Tebaldi said she only recorded trovatore because it's a role that called for a real Dramatic soprano and she didn't think she was one. 
And Netrebko is not in the league of the likes of Freni. It's a completely different voice and level of development. Netrebko's basic sound (20 years ago) is what you hear now in Garifullina, Sierra, Pretty Yende etc... If someone told me these will be singing Macbeth, Turandot and Aida in 20 or even 40 years I would definitely be concerned about the state of Opera.


----------



## howlingfantods (Jul 27, 2015)

Tuoksu said:


> Try singing while pretending to be gargling and you'll see you're on your way to making the best Netrebko/Kaufmann impressions depending on your gender :lol:


Are you contending that Kaufmann, similar to Netrebko, is artificially darkening his voice?


----------



## Tuoksu (Sep 3, 2015)

howlingfantods said:


> Are you contending that Kaufmann, similar to Netrebko, is artificially darkening his voice?
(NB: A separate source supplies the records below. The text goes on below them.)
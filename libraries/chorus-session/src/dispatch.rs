//! Event dispatch
//!
//! The native library invokes the bindings from its own internal thread
//! during event processing. A handler that ran synchronously on that thread
//! and called back into the bindings (reading catalog data in response to a
//! notification is the expected pattern) would re-enter non-reentrant native
//! code. The dispatcher therefore hands every event to a small worker pool:
//! the thread that runs a handler is never the thread that fired it, and
//! never the native callback thread.
//!
//! No ordering is guaranteed between separately fired events; handlers race
//! unless the host serializes itself.

use chorus_core::{NativeError, SessionEvent};
use std::panic::{self, AssertUnwindSafe};
use std::sync::mpsc::{Receiver, Sender};
use std::sync::{mpsc, Arc, Mutex, Weak};
use std::thread::{self, JoinHandle};
use tracing::error;

/// Handler slots for session events, one method per recognized event.
///
/// Every method has a default no-op body; a target that does not override an
/// event silently ignores it. All methods run on dispatcher worker threads
/// and may freely call back into the bindings.
pub trait SessionCallbacks: Send + Sync {
    /// A login attempt finished
    fn logged_in(&self, _result: Result<(), NativeError>) {}

    /// The session was logged out
    fn logged_out(&self) {}

    /// Metadata for one or more loaded objects changed
    fn metadata_updated(&self) {}

    /// The connection was lost
    fn connection_error(&self, _error: NativeError) {}

    /// The service wants to show a message to the user
    fn message_to_user(&self, _message: &str) {}

    /// The native library wants `process_events` called soon
    fn notify_main_thread(&self) {}

    /// Playback was taken over by another session on the same account
    fn play_token_lost(&self) {}

    /// A log line from inside the native library
    fn log_message(&self, _message: &str) {}

    /// The current track finished playing
    fn end_of_track(&self) {}

    /// A streaming failure occurred
    fn streaming_error(&self, _error: NativeError) {}

    /// Information about the logged-in user changed
    fn userinfo_updated(&self) {}

    /// The service requested playback to start
    fn start_playback(&self) {}

    /// The service requested playback to stop
    fn stop_playback(&self) {}
}

/// Route one event to the matching callback slot
fn deliver(event: &SessionEvent, target: &dyn SessionCallbacks) {
    match event {
        SessionEvent::LoggedIn { error } => match error {
            Some(error) => target.logged_in(Err(*error)),
            None => target.logged_in(Ok(())),
        },
        SessionEvent::LoggedOut => target.logged_out(),
        SessionEvent::MetadataUpdated => target.metadata_updated(),
        SessionEvent::ConnectionError { error } => target.connection_error(*error),
        SessionEvent::MessageToUser { message } => target.message_to_user(message),
        SessionEvent::NotifyMainThread => target.notify_main_thread(),
        SessionEvent::PlayTokenLost => target.play_token_lost(),
        SessionEvent::LogMessage { message } => target.log_message(message),
        SessionEvent::EndOfTrack => target.end_of_track(),
        SessionEvent::StreamingError { error } => target.streaming_error(*error),
        SessionEvent::UserinfoUpdated => target.userinfo_updated(),
        SessionEvent::StartPlayback => target.start_playback(),
        SessionEvent::StopPlayback => target.stop_playback(),
    }
}

/// Sink invoked when a handler panics, with the event and the panic message
pub type ErrorSink = Arc<dyn Fn(&SessionEvent, &str) + Send + Sync>;

type Job = Box<dyn FnOnce() + Send + 'static>;

/// Worker pool that executes session event handlers away from the thread
/// that fired them.
///
/// [`fire`](Self::fire) enqueues and returns immediately; it never waits for
/// the handler. Handler panics are caught and forwarded to the error sink;
/// they are not observable to the caller of `fire` and do not take down the
/// pool. Cloning shares the same pool; dropping the last clone shuts the
/// queue and joins the workers.
#[derive(Clone)]
pub struct EventDispatcher {
    inner: Arc<DispatcherInner>,
}

struct DispatcherInner {
    sender: Mutex<Option<Sender<Job>>>,
    workers: Mutex<Vec<JoinHandle<()>>>,
    error_sink: ErrorSink,
}

impl EventDispatcher {
    /// Pool that reports handler panics through `tracing::error!`
    pub fn new(workers: usize) -> Self {
        Self::with_error_sink(
            workers,
            Arc::new(|event, message| {
                error!(?event, message, "session event handler panicked");
            }),
        )
    }

    /// Pool with a custom sink for handler panics
    pub fn with_error_sink(workers: usize, error_sink: ErrorSink) -> Self {
        let (sender, receiver) = mpsc::channel::<Job>();
        let receiver = Arc::new(Mutex::new(receiver));

        let workers = (0..workers.max(1))
            .map(|_| {
                let receiver = Arc::clone(&receiver);
                thread::spawn(move || worker_loop(&receiver))
            })
            .collect();

        Self {
            inner: Arc::new(DispatcherInner {
                sender: Mutex::new(Some(sender)),
                workers: Mutex::new(workers),
                error_sink,
            }),
        }
    }

    /// Hand an event to the pool for delivery to `target`.
    ///
    /// Returns as soon as the event is queued. The handler runs on a worker
    /// thread, never on the calling thread.
    pub fn fire(&self, target: Arc<dyn SessionCallbacks>, event: SessionEvent) {
        let sink = Arc::clone(&self.inner.error_sink);
        let job: Job = Box::new(move || {
            let outcome = panic::catch_unwind(AssertUnwindSafe(|| deliver(&event, &*target)));
            if let Err(payload) = outcome {
                sink(&event, &panic_message(&payload));
            }
        });

        let sender = self
            .inner
            .sender
            .lock()
            .unwrap_or_else(std::sync::PoisonError::into_inner);
        if let Some(sender) = sender.as_ref() {
            // The receiver outlives the sender; send cannot fail here.
            let _ = sender.send(job);
        }
    }

    /// Handle on this pool that does not keep it alive.
    ///
    /// For callers registered with the native library and held there
    /// indefinitely: the pool still shuts down and joins its workers when the
    /// last [`EventDispatcher`] is dropped, even while such a handle remains.
    pub fn downgrade(&self) -> WeakDispatcher {
        WeakDispatcher {
            inner: Arc::downgrade(&self.inner),
        }
    }
}

/// Non-owning handle to an [`EventDispatcher`]
#[derive(Clone)]
pub struct WeakDispatcher {
    inner: Weak<DispatcherInner>,
}

impl WeakDispatcher {
    /// The pool, if any owning handle still exists
    pub fn upgrade(&self) -> Option<EventDispatcher> {
        self.inner.upgrade().map(|inner| EventDispatcher { inner })
    }
}

fn worker_loop(receiver: &Arc<Mutex<Receiver<Job>>>) {
    loop {
        let job = receiver
            .lock()
            .unwrap_or_else(std::sync::PoisonError::into_inner)
            .recv();
        match job {
            Ok(job) => job(),
            // Channel closed: the dispatcher is shutting down.
            Err(_) => break,
        }
    }
}

fn panic_message(payload: &(dyn std::any::Any + Send)) -> String {
    if let Some(message) = payload.downcast_ref::<&str>() {
        (*message).to_string()
    } else if let Some(message) = payload.downcast_ref::<String>() {
        message.clone()
    } else {
        "non-string panic payload".to_string()
    }
}

impl Drop for DispatcherInner {
    fn drop(&mut self) {
        if let Ok(mut sender) = self.sender.lock() {
            sender.take();
        }
        if let Ok(mut workers) = self.workers.lock() {
            for worker in workers.drain(..) {
                let _ = worker.join();
            }
        }
    }
}

#[cfg(test)]
mod tests {
    use super::*;
    use std::sync::mpsc::channel;
    use std::thread::ThreadId;

    struct Recorder {
        sender: Mutex<Sender<ThreadId>>,
    }

    impl SessionCallbacks for Recorder {
        fn end_of_track(&self) {
            let sender = self.sender.lock().unwrap();
            sender.send(thread::current().id()).unwrap();
        }
    }

    #[test]
    fn handler_runs_on_a_different_thread() {
        let dispatcher = EventDispatcher::new(2);
        let (sender, receiver) = channel();
        let target = Arc::new(Recorder {
            sender: Mutex::new(sender),
        });

        dispatcher.fire(target, SessionEvent::EndOfTrack);

        let handler_thread = receiver.recv().unwrap();
        assert_ne!(handler_thread, thread::current().id());
    }

    #[test]
    fn fire_returns_before_the_handler_finishes() {
        struct Blocker {
            release: Mutex<Receiver<()>>,
            done: Mutex<Sender<()>>,
        }

        impl SessionCallbacks for Blocker {
            fn end_of_track(&self) {
                // Blocks until the test, after fire has returned, releases us.
                self.release.lock().unwrap().recv().unwrap();
                self.done.lock().unwrap().send(()).unwrap();
            }
        }

        let dispatcher = EventDispatcher::new(1);
        let (release_tx, release_rx) = channel();
        let (done_tx, done_rx) = channel();
        let target = Arc::new(Blocker {
            release: Mutex::new(release_rx),
            done: Mutex::new(done_tx),
        });

        dispatcher.fire(target, SessionEvent::EndOfTrack);

        // fire returned while the handler is still blocked
        release_tx.send(()).unwrap();
        done_rx.recv().unwrap();
    }

    #[test]
    fn panicking_handler_reaches_the_sink_and_pool_survives() {
        struct Panicker;
        impl SessionCallbacks for Panicker {
            fn play_token_lost(&self) {
                panic!("boom");
            }
        }

        let (sink_tx, sink_rx) = channel();
        let sink_tx = Mutex::new(sink_tx);
        let dispatcher = EventDispatcher::with_error_sink(
            1,
            Arc::new(move |event, message| {
                let sender = sink_tx.lock().unwrap();
                sender.send((event.clone(), message.to_string())).unwrap();
            }),
        );

        dispatcher.fire(Arc::new(Panicker), SessionEvent::PlayTokenLost);
        let (event, message) = sink_rx.recv().unwrap();
        assert_eq!(event, SessionEvent::PlayTokenLost);
        assert_eq!(message, "boom");

        // The worker is still alive and keeps delivering.
        let (sender, receiver) = channel();
        let target = Arc::new(Recorder {
            sender: Mutex::new(sender),
        });
        dispatcher.fire(target, SessionEvent::EndOfTrack);
        receiver.recv().unwrap();
    }

    #[test]
    fn weak_handles_do_not_keep_the_pool_alive() {
        let dispatcher = EventDispatcher::new(1);
        let weak = dispatcher.downgrade();
        assert!(weak.upgrade().is_some());

        // Dropping the owning handle shuts the pool down despite the weak
        // handle still existing.
        drop(dispatcher);
        assert!(weak.upgrade().is_none());
    }

    #[test]
    fn unhandled_events_are_silent_no_ops() {
        struct Indifferent;
        impl SessionCallbacks for Indifferent {}

        let dispatcher = EventDispatcher::new(1);
        dispatcher.fire(Arc::new(Indifferent), SessionEvent::MetadataUpdated);
        dispatcher.fire(
            Arc::new(Indifferent),
            SessionEvent::LogMessage {
                message: "noisy".to_string(),
            },
        );
        // Dropping joins the workers; nothing must have panicked.
        drop(dispatcher);
    }
}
Kaufmann is a textbook example of voce ingolata


----------



## Op.123 (Mar 25, 2013)

The problem with modern vocal teaching is it doesn't care about developing a voice properly. Netrebko and Kaufmann are trying to create an "operatic" sound without really knowing how to resulting in what would have been considered a caricature 80 years ago.


----------



## howlingfantods (Jul 27, 2015)

LOL ok. If we're taking the trip to "kaufmann is a bad opera singer"-land, i'm jumping off this train.


----------



## Op.123 (Mar 25, 2013)

I think it becomes quite obvious that Kaufmann is fairly sub-standard if you compare these two performances. Imagine then comparing him to Corelli...


----------



## howlingfantods (Jul 27, 2015)

I like Corelli very much and I have him on something like 30 recordings. But he has never sung anything on any of those 30 recordings I've listened to as beautifully as this:


----------



## Op.123 (Mar 25, 2013)

howlingfantods said:


> I like Corelli very much and I have him on something like 30 recordings. But he has never sung anything on any of those 30 recordings I've listened to as beautifully as this:


I think it's fine in it's interpretation, and can see why some people might find it beautiful in that way, but the sound of the voice is just covered and uncomfortable to listen to. I think it's become a fairly standard sound nowadays and a lot of people are used to it but I have never enjoyed modern operatic recordings, not so much because of the interpretations, but because of the quality of the instruments. It could be easy to look at TIO and accuse them of being misguided by some golden-age-fallacy but that really isn't the case, personally almost the only opera recordings I can listen to were made before 1970, whereas with any other genre of instrumental music I enjoy both the old and new equally.


----------



## Tuoksu (Sep 3, 2015)

howlingfantods said:


> I like Corelli very much and I have him on something like 30 recordings. But he has never sung anything on any of those 30 recordings I've listened to as beautifully as this:


In all honesty, he sounds like he's being choked while singing.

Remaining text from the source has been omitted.